You need to have a very stong support structure to embark on the international adoption journey. The social services in their Home Study ask you to draw a 'support tree' where you emphasis what support you will have as new adoptive parents.


The importance of this issue is dependant on your social worker. Some social workers will like to see that you have a very on-hands support structure right from the beginning of the adoption process, where as others have the understanding that once your child comes home, you are thrust into the world of parenthood and support will come from your new community.  It is generally considered that adopted children come with issues and therefore it is in everyone's best interests to ensure that the child (and his or her new parents) are supported in as many was as they can.

In retrospect, I appreciate how important support is, especially if you are a single parent.  The stronger your network the better for everyone. It is really important that you are able to demonstrate that you have this support network in place. Rebecca and Ian had problems moving forward with their adoption because the social worker felt that their family were too far away to offer them the support that they need  - and they were only in the next village!

For those potential parents who are not from the United Kingdom and whose families are not on these shores it is important to show that you have support in other areas. It is a good idea to look around your area and see if there are any mother toddler groups, church communities, neighbours with children that you could call upon for support when you need it.  This is mostly emotional support, as well as being able to have someone else to come in and look after the children in the event of an emergency or just to give you a break. Of course this will all feel pretty surreal as you are not even sure at this stage if your will ever become parens and the idea that you could one day be bringing you child to this other toddler group seems a far off fantasy, but the experience will hold you in good stead. Those running mother/toddler groups have a wealth of experience and have probably seen it all, so they won't at all be surprised to chat to you about your ideas for creating a family. They also have been in the community for some time and are well connected. They will welcome you and there is every chance that they might even introduce you to someone in the room who has adopted!

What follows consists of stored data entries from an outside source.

mod console;

use std::path::PathBuf;
use std::sync::Arc;
use std::time::Duration;

use anyhow::Context;
use clap::{Args, Parser, Subcommand};
use gloss_player::{
    FsClipStore, Player, PlayerConfig, RunOutcome, TickState, TimedFingerspeller,
};
use gloss_protocol::Lexicon;
use gloss_solver::{Conversion, EngineConfig, Translator};
use tracing_subscriber::prelude::*;

use crate::console::{ConsoleLetters, ConsoleRenderer, ConsoleStatus};

#[derive(Parser)]
#[command(author, version, about = "English to ISL gloss translation and playback")]
struct Cli {
    #[command(subcommand)]
    command: Command,
}

#[derive(Subcommand)]
enum Command {
    /// Print the gloss sequence for a sentence
    Translate {
        sentence: String,
        /// Print the full conversion (tokens, fallbacks, glosses) as JSON
        #[arg(long)]
        json: bool,
        #[command(flatten)]
        engine: EngineArgs,
    },
    /// Translate a sentence and play its clips
    Play {
        sentence: String,
        #[command(flatten)]
        playback: PlaybackArgs,
        /// Restart from the first word until interrupted
        #[arg(long = "loop")]
        looping: bool,
        #[command(flatten)]
        engine: EngineArgs,
    },
    /// Play the clip of a single word
    Word {
        word: String,
        #[command(flatten)]
        playback: PlaybackArgs,
    },
}

#[derive(Args)]
struct EngineArgs {
    /// Compiled lexicon archive (built-in ISL lexicon when omitted)
    #[arg(long, value_name = "FILE")]
    lexicon: Option<PathBuf>,
    /// Leave unresolved words out instead of fingerspelling them
    #[arg(long)]
    no_fingerspell: bool,
    #[arg(long, value_name = "SCORE")]
    min_similarity: Option<f32>,
}

#[derive(Args)]
struct PlaybackArgs {
    /// Directory of `<clip>_canonical_median.json` files
    #[arg(long, value_name = "DIR")]
    clips: PathBuf,
    /// Treat clip loads slower than this as missing
    #[arg(long, value_name = "MS")]
    fetch_timeout_ms: Option<u64>,
}

impl EngineArgs {
    fn lexicon(&self) -> anyhow::Result<Lexicon> {
        match &self.lexicon {
            Some(path) => {
                let bytes = std::fs::read(path)
                    .with_context(|| format!("reading {}", path.display()))?;
                Ok(Lexicon::from_archive(&bytes)?)
            }
            None => Ok(Lexicon::isl()),
        }
    }

    /// Environment first, flags override.
    fn config(&self) -> EngineConfig {
        let mut config = EngineConfig::from_env();
        if self.no_fingerspell {
            config.fingerspelling_enabled = false;
        }
        if let Some(min) = self.min_similarity {
            config.min_similarity = min;
        }
        config
    }
}

fn player(lexicon: &Lexicon, args: &PlaybackArgs, fingerspelling_enabled: bool) -> Player {
    let config = PlayerConfig {
        fingerspelling_enabled,
        fetch_timeout: args.fetch_timeout_ms.map(Duration::from_millis),
        ..PlayerConfig::default()
    };
    Player::new(
        Arc::new(FsClipStore::new(&args.clips, lexicon)),
        Arc::new(ConsoleRenderer),
        Arc::new(TimedFingerspeller::new(ConsoleLetters)),
        Arc::new(ConsoleStatus),
        config,
    )
}

fn print_conversion(conversion: &Conversion, json: bool) -> anyhow::Result<()> {
    if json {
        println!("{}", serde_json::to_string_pretty(conversion)?);
        return Ok(());
    }
    println!("{}", conversion.glosses.join(" "));
    for fallback in &conversion.semantic_applied {
        eprintln!(
            "≈ {} -> {} ({:.2})",
            fallback.original, fallback.canonical, fallback.score
        );
    }
    let unmatched = conversion.unmatched_words();
    if !unmatched.is_empty() {
        eprintln!("⚠ Words not in dataset: {}", unmatched.join(", "));
    }
    Ok(())
}

#[tokio::main]
async fn main() -> anyhow::Result<()> {
    tracing_subscriber::registry()
        .with(
            tracing_subscriber::EnvFilter::try_from_default_env()
                .unwrap_or_else(|_| "info".into()),
        )
        .with(tracing_subscriber::fmt::layer().with_writer(std::io::stderr))
        .init();

    match Cli::parse().command {
        Command::Translate { sentence, json, engine } => {
            let translator = Translator::new(engine.lexicon()?, &engine.config());
            let conversion = translator.translate(&sentence).await;
            print_conversion(&conversion, json)?;
        }
        Command::Play {
            sentence,
            playback,
            looping,
            engine,
        } => {
            let config = engine.config();
            let lexicon = engine.lexicon()?;
            let player = player(&lexicon, &playback, config.fingerspelling_enabled);
            let translator = Translator::new(lexicon, &config);

            let conversion = translator.translate(&sentence).await;
            print_conversion(&conversion, false)?;
            let Some(run) = player.start_sentence(conversion.glosses, looping) else {
                eprintln!("nothing to play");
                return Ok(());
            };

            tokio::select! {
                outcome = run.run() => {
                    if outcome == RunOutcome::Cancelled {
                        tracing::warn!("Playback ended early");
                    }
                }
                _ = tokio::signal::ctrl_c() => {
                    player.stop();
                }
            }
        }
        Command::Word { word, playback } => {
            let player = player(&Lexicon::isl(), &playback, false);
            let mut word_playback = player.load_word(&word).await?;
            tokio::select! {
                state = word_playback.run() => {
                    if state != TickState::Finished {
                        tracing::warn!("Playback ended early");
                    }
                }
                _ = tokio::signal::ctrl_c() => {}
            }
        }
    }
    Ok(())
}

In my experience I have found, that once you are home with your child and begin integrating in this new world, you find friends and acquaintances everywhere, from playgrounds to activity groups.  My friends now are very different to those I had pre adoption but this was something that I never conceived during the process. So, seek out the support you will have when you are home with your child, and this will hold you in good stead and give you confidence when you pick up the phone to make that all important call.